▶ ACTION ITEM: List every line in this data where the string "text" occurs.

▶ SUPPLIED RECORDS:
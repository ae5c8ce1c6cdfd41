// crates/tally-config/tests/load_validation.rs
// ============================================================================
// Module: Config Load Validation Tests
// Description: TOML loading, JSON invocation parsing, and validation limits.
// Purpose: Ensure plugin configuration is fail-closed and defaults are stable.
// ============================================================================

//! ## Overview
//! Loads plugin configuration from temp files and invocation arguments and
//! checks every validation limit.

#![allow(
    clippy::panic,
    clippy::print_stdout,
    clippy::print_stderr,
    clippy::unwrap_used,
    clippy::expect_used,
    clippy::use_debug,
    clippy::dbg_macro,
    clippy::panic_in_result_fn,
    clippy::unwrap_in_result,
    reason = "Test-only output and panic-based assertions are permitted."
)]

use std::io::Write;
use std::time::Duration;

use tally_config::ConfigError;
use tally_config::LogSinkKind;
use tally_config::PluginConfig;
use tally_config::RpcTransport;

type TestResult = Result<(), String>;

/// Assert that a result is an error whose message contains `needle`.
fn assert_invalid(result: Result<PluginConfig, ConfigError>, needle: &str) -> TestResult {
    match result {
        Err(error) => {
            let message = error.to_string();
            if message.contains(needle) {
                Ok(())
            } else {
                Err(format!("error '{message}' did not contain '{needle}'"))
            }
        }
        Ok(config) => Err(format!("expected invalid config, got {config:?}")),
    }
}

/// Writes `content` to a temp file and loads it.
fn load_toml(content: &[u8]) -> Result<PluginConfig, ConfigError> {
    let mut file = tempfile::NamedTempFile::new().unwrap();
    file.write_all(content).unwrap();
    file.flush().unwrap();
    PluginConfig::load(Some(file.path()))
}

// ============================================================================
// SECTION: Defaults
// ============================================================================

#[test]
fn empty_documents_yield_native_daemon_defaults() {
    let from_toml = PluginConfig::from_toml_str("").unwrap();
    let from_json = PluginConfig::from_json_arg("{}").unwrap();
    assert_eq!(from_toml, from_json);
    assert_eq!(from_toml, PluginConfig::default());

    assert_eq!(from_toml.runtime.transport, RpcTransport::Native);
    assert_eq!(from_toml.runtime.listen_port, 0);
    assert!(from_toml.runtime.daemon);
    assert_eq!(from_toml.heartbeat.tick(), Duration::from_secs(1));
    assert_eq!(from_toml.heartbeat.deadline(), Duration::from_secs(3));
    assert_eq!(from_toml.log.sink, LogSinkKind::Stderr);
    assert_eq!(from_toml.limits.max_frame_bytes, 4 * 1024 * 1024);
    assert_eq!(from_toml.limits.max_body_bytes, 4 * 1024 * 1024);
}

#[test]
fn full_toml_file_loads() {
    let config = load_toml(
        br#"
[runtime]
transport = "json"
listen_port = 8181
daemon = false

[heartbeat]
tick_ms = 250
deadline_ticks = 4

[log]
sink = "file"
path = "/var/log/tally/plugin.jsonl"

[limits]
max_frame_bytes = 65536
max_body_bytes = 131072
"#,
    )
    .unwrap();
    assert_eq!(config.runtime.transport, RpcTransport::Json);
    assert_eq!(config.runtime.listen_port, 8181);
    assert!(!config.runtime.daemon);
    assert_eq!(config.heartbeat.deadline(), Duration::from_secs(1));
    assert_eq!(config.log.sink, LogSinkKind::File);
    assert_eq!(config.log.path.as_deref(), Some("/var/log/tally/plugin.jsonl"));
    assert_eq!(config.limits.max_frame_bytes, 65_536);
    assert_eq!(config.limits.max_body_bytes, 131_072);
}

#[test]
fn invocation_argument_round_trips() {
    let mut config = PluginConfig::default();
    config.runtime.transport = RpcTransport::Json;
    config.runtime.daemon = false;
    config.heartbeat.tick_ms = 50;
    let arg = config.to_json_arg().unwrap();
    assert!(arg.contains(r#""transport":"json""#), "{arg}");
    assert_eq!(PluginConfig::from_json_arg(&arg).unwrap(), config);
}

// ============================================================================
// SECTION: Transport Selection
// ============================================================================

#[test]
fn unsupported_transport_is_a_parse_error() -> TestResult {
    assert_invalid(
        PluginConfig::from_toml_str("[runtime]\ntransport = \"grpc\"\n"),
        "unknown variant `grpc`",
    )?;
    assert_invalid(
        PluginConfig::from_json_arg(r#"{"runtime": {"transport": "grpc"}}"#),
        "unknown variant `grpc`",
    )
}

#[test]
fn transport_labels_are_stable() {
    assert_eq!(RpcTransport::Native.to_string(), "native");
    assert_eq!(RpcTransport::Json.as_str(), "json");
}

// ============================================================================
// SECTION: Validation Limits
// ============================================================================

#[test]
fn zero_heartbeat_values_are_rejected() -> TestResult {
    assert_invalid(PluginConfig::from_toml_str("[heartbeat]\ntick_ms = 0\n"), "tick_ms")?;
    assert_invalid(
        PluginConfig::from_toml_str("[heartbeat]\ndeadline_ticks = 0\n"),
        "deadline_ticks",
    )?;
    assert_invalid(
        PluginConfig::from_toml_str("[heartbeat]\ntick_ms = 3600001\n"),
        "tick_ms must be between 1 and 3600000",
    )
}

#[test]
fn zero_and_oversized_limits_are_rejected() -> TestResult {
    assert_invalid(
        PluginConfig::from_toml_str("[limits]\nmax_frame_bytes = 0\n"),
        "limits.max_frame_bytes",
    )?;
    assert_invalid(
        PluginConfig::from_toml_str("[limits]\nmax_body_bytes = 67108865\n"),
        "limits.max_body_bytes",
    )
}

#[test]
fn file_sink_requires_a_non_empty_path() -> TestResult {
    assert_invalid(
        PluginConfig::from_toml_str("[log]\nsink = \"file\"\n"),
        "file log sink requires log.path",
    )?;
    assert_invalid(
        PluginConfig::from_toml_str("[log]\nsink = \"file\"\npath = \"  \"\n"),
        "log.path must be non-empty",
    )?;
    let config = PluginConfig::from_toml_str("[log]\nsink = \"none\"\n").unwrap();
    assert_eq!(config.log.sink, LogSinkKind::None);
    Ok(())
}

// ============================================================================
// SECTION: Loading
// ============================================================================

#[test]
fn oversized_config_file_is_rejected() -> TestResult {
    let mut content = b"# padding\n".to_vec();
    content.resize(1024 * 1024 + 1, b'#');
    assert_invalid(load_toml(&content), "config file exceeds size limit")
}

#[test]
fn non_utf8_config_file_is_rejected() -> TestResult {
    assert_invalid(load_toml(&[0xff, 0xfe, 0x00]), "config file must be utf-8")
}

#[test]
fn missing_config_file_is_an_io_error() {
    let dir = tempfile::tempdir().unwrap();
    let err = PluginConfig::load(Some(&dir.path().join("absent.toml"))).unwrap_err();
    assert!(matches!(err, ConfigError::Io(_)), "{err:?}");
}

#[test]
fn absent_default_file_falls_back_to_defaults() {
    if std::env::var_os(tally_config::CONFIG_ENV_VAR).is_some() {
        return;
    }
    assert_eq!(PluginConfig::load_or_default().unwrap(), PluginConfig::default());
}

#[test]
fn oversized_invocation_argument_is_rejected() -> TestResult {
    let arg = format!("{{\"pad\": \"{}\"}}", "x".repeat(64 * 1024));
    assert_invalid(PluginConfig::from_json_arg(&arg), "invocation argument exceeds size limit")
}
// crates/tally-policy/tests/rule_validation.rs
// ============================================================================
// Module: Rule Validation Tests
// Description: Type, bound, and default behavior of individual rules.
// Purpose: Ensure rules reject mismatched types before checking ranges.
// ============================================================================

//! ## Overview
//! Exercises construction, type checks, bounds, and defaults for every rule
//! variant.

#![allow(
    clippy::panic,
    clippy::print_stdout,
    clippy::print_stderr,
    clippy::unwrap_used,
    clippy::expect_used,
    clippy::use_debug,
    clippy::dbg_macro,
    clippy::panic_in_result_fn,
    clippy::unwrap_in_result,
    reason = "Test-only output and panic-based assertions are permitted."
)]

use proptest::prelude::*;
use tally_policy::ConfigValue;
use tally_policy::ConfigValueType;
use tally_policy::FloatRule;
use tally_policy::IntegerRule;
use tally_policy::NumericValue;
use tally_policy::Rule;
use tally_policy::RuleError;
use tally_policy::StringRule;
use tally_policy::ValidationError;

/// One bounded rule per variant.
fn bounded_rules() -> Vec<Rule> {
    let mut integer = IntegerRule::new("int", false, Some(1)).unwrap();
    integer.set_minimum(-10);
    integer.set_maximum(10);
    let mut float = FloatRule::new("float", false, Some(1.0)).unwrap();
    float.set_minimum(-10.0);
    float.set_maximum(10.0);
    let string = StringRule::new("string", false, Some("x".to_string())).unwrap();
    vec![integer.into(), float.into(), string.into()]
}

/// Values of every type, inside and outside the bounds.
fn probe_values() -> Vec<ConfigValue> {
    vec![
        ConfigValue::Int(0),
        ConfigValue::Int(1_000),
        ConfigValue::Float(0.0),
        ConfigValue::Float(1_000.0),
        ConfigValue::Str("0".to_string()),
    ]
}

#[test]
fn empty_key_is_rejected_for_every_variant() {
    assert_eq!(IntegerRule::new("", true, None), Err(RuleError::EmptyKey));
    assert_eq!(StringRule::new("", true, None), Err(RuleError::EmptyKey));
    assert_eq!(FloatRule::new("", true, None), Err(RuleError::EmptyKey));
}

#[test]
fn mismatched_types_fail_as_type_errors_regardless_of_bounds() {
    for rule in bounded_rules() {
        for value in probe_values() {
            let result = rule.validate(&value);
            if value.value_type() == rule.kind().value_type() {
                assert!(
                    !matches!(result, Err(ValidationError::WrongType { .. })),
                    "{value:?} should type-check against {}",
                    rule.key()
                );
            } else {
                assert_eq!(
                    result,
                    Err(ValidationError::WrongType {
                        key: rule.key().to_string(),
                        expected: rule.kind().value_type(),
                        actual: value.value_type(),
                    })
                );
            }
        }
    }
}

#[test]
fn float_rule_reports_string_type_mismatch() {
    let rule = FloatRule::new("ratio", true, None).unwrap();
    let err = rule.validate(&ConfigValue::from("high")).unwrap_err();
    assert_eq!(
        err.to_string(),
        "type mismatch (ratio wanted type 'float' but provided type 'string')"
    );
    assert_eq!(err.key(), "ratio");
    assert!(matches!(
        err,
        ValidationError::WrongType {
            expected: ConfigValueType::Float,
            actual: ConfigValueType::String,
            ..
        }
    ));
}

#[test]
fn integer_bounds_carry_value_and_violated_bound() {
    let mut rule = IntegerRule::new("interval", true, None).unwrap();
    rule.set_minimum(1);
    rule.set_maximum(60);
    assert_eq!(rule.validate(&ConfigValue::Int(1)), Ok(()));
    assert_eq!(rule.validate(&ConfigValue::Int(60)), Ok(()));
    let low = rule.validate(&ConfigValue::Int(0)).unwrap_err();
    assert_eq!(
        low,
        ValidationError::BelowMinimum {
            key: "interval".to_string(),
            value: NumericValue::Int(0),
            minimum: NumericValue::Int(1),
        }
    );
    assert_eq!(low.to_string(), "value is under minimum (interval value 0 < 1)");
    let high = rule.validate(&ConfigValue::Int(61)).unwrap_err();
    assert_eq!(high.to_string(), "value is over maximum (interval value 61 > 60)");
}

#[test]
fn bounds_are_independent_and_order_free() {
    let mut only_max = IntegerRule::new("a", false, None).unwrap();
    only_max.set_maximum(5);
    assert_eq!(only_max.minimum(), None);
    assert_eq!(only_max.validate(&ConfigValue::Int(i64::MIN)), Ok(()));

    let mut first = FloatRule::new("b", false, None).unwrap();
    first.set_minimum(1.0);
    first.set_maximum(2.0);
    let mut second = FloatRule::new("b", false, None).unwrap();
    second.set_maximum(2.0);
    second.set_minimum(1.0);
    second.set_minimum(1.0);
    assert_eq!(first, second);
}

#[test]
fn inverted_bounds_reject_every_value() {
    let mut rule = IntegerRule::new("inverted", false, None).unwrap();
    rule.set_minimum(10);
    rule.set_maximum(1);
    for value in [0, 5, 11] {
        assert!(rule.validate(&ConfigValue::Int(value)).is_err());
    }
}

#[test]
fn unset_default_is_absent_not_zero() {
    let integer: Rule = IntegerRule::new("i", false, None).unwrap().into();
    let string: Rule = StringRule::new("s", false, None).unwrap().into();
    let float: Rule = FloatRule::new("f", true, Some(0.5)).unwrap().into();
    assert_eq!(integer.default_value(), None);
    assert_eq!(string.default_value(), None);
    assert_eq!(float.default_value(), Some(ConfigValue::Float(0.5)));
    assert!(float.required());
    assert!(!integer.required());
}

proptest! {
    #[test]
    fn float_bounds_accept_exactly_the_closed_interval(
        minimum in -1.0e6_f64..1.0e6,
        span in 0.0_f64..1.0e6,
        value in -3.0e6_f64..3.0e6,
    ) {
        let maximum = minimum + span;
        let mut rule = FloatRule::new("load", false, None).unwrap();
        rule.set_minimum(minimum);
        rule.set_maximum(maximum);
        let result = rule.validate(&ConfigValue::Float(value));
        if value < minimum {
            let is_below = matches!(result, Err(ValidationError::BelowMinimum { .. }));
            prop_assert!(is_below);
        } else if value > maximum {
            let is_above = matches!(result, Err(ValidationError::AboveMaximum { .. }));
            prop_assert!(is_above);
        } else {
            prop_assert!(result.is_ok());
        }
    }

    #[test]
    fn integer_rule_never_range_checks_foreign_types(text in ".*", number in any::<f64>()) {
        let mut rule = IntegerRule::new("count", false, None).unwrap();
        rule.set_minimum(0);
        rule.set_maximum(0);
        let is_wrong_type =
            matches!(rule.validate(&ConfigValue::Str(text)), Err(ValidationError::WrongType { .. }));
        prop_assert!(is_wrong_type);
        let is_wrong_type = matches!(
            rule.validate(&ConfigValue::Float(number)),
            Err(ValidationError::WrongType { .. })
        );
        prop_assert!(is_wrong_type);
    }
}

▶ ANSWER BOX:
    fn integer_rule_never_range_checks_foreign_types(text in ".*", number in any::<f64>()) {
            matches!(rule.validate(&ConfigValue::Str(text)), Err(ValidationError::WrongType { .. }));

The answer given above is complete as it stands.